> _How to complete this task_
Whenever a line in the data holds the string "explicit", copy that line.

> _Dataset entries_
- Opening Delimiter -

//! # stricter
//!
//! Project dependency graph builder and rule engine for JavaScript and
//! TypeScript codebases.
//!
//! This is the facade crate: it re-exports the core, the built-in rules and
//! the import extractors, and provides the engine entry point.
//!
//! ## Quick Start
//!
//! ```toml
//! # stricter.toml
//! root = "src"
//! exclude = ['.*\.json']
//!
//! [[rules."stricter/unused-files"]]
//! level = "error"
//! config = { entry = ['/src/index\.js'] }
//! ```
//!
//! ```rust,ignore
//! use stricter::{get_stricter, StricterOptions};
//!
//! let run = get_stricter(StricterOptions::from_path("stricter.toml"));
//! let outcome = run()?;
//! assert_eq!(outcome.error_count, 0);
//! ```
//!
//! ## Rules as a function of the project
//!
//! Mark an instance `for-each-package = true` and it is repeated for every
//! discovered package, with `{package}` substituted in its config:
//!
//! ```toml
//! [[rules."stricter/unused-files"]]
//! for-each-package = true
//! config = { entry = ['{package}/index\.js'] }
//! ```
//!
//! Programmatic callers can pass any closure instead:
//!
//! ```rust,ignore
//! use stricter::{RulesDeclaration, RuleInstanceConfig, RuleMapping};
//!
//! let rules = RulesDeclaration::dynamic(|ctx| {
//!     let mut mapping = RuleMapping::new();
//!     mapping.insert(
//!         "stricter/unused-files".into(),
//!         ctx.packages.iter().map(|pkg| entry_for(pkg)).collect(),
//!     );
//!     mapping
//! });
//! ```

#![forbid(unsafe_code)]

pub use stricter_core::*;

/// Built-in rules.
pub mod rules {
    pub use stricter_rules::*;
}

/// Import extractors.
pub mod js {
    pub use stricter_js::*;
}

mod factory;

pub use factory::{
    get_stricter, ConfigSource, RunOutcome, Stricter, StricterError, StricterOptions,
};
//! Subcommand implementations.

pub mod check;
pub mod init;
pub mod list_rules;
pub mod output;

use anyhow::{bail, Result};
use std::path::{Path, PathBuf};

use crate::config_resolver::{self, PROJECT_CONFIG_NAMES};

/// Resolves the configuration file, failing when there is none.
pub fn config_path(project_dir: &Path, explicit: Option<&Path>) -> Result<PathBuf> {
    let location = config_resolver::resolve(project_dir, explicit);
    let Some(path) = location.path() else {
        bail!(
            "No configuration found in {} (looked for {}). Run `stricter init` or pass --config.",
            project_dir.display(),
            PROJECT_CONFIG_NAMES.join(", ")
        );
    };
    Ok(path.to_path_buf())
}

- Closing Delimiter -

> _Answer to this problem_
pub fn config_path(project_dir: &Path, explicit: Option<&Path>) -> Result<PathBuf> {
    let location = config_resolver::resolve(project_dir, explicit);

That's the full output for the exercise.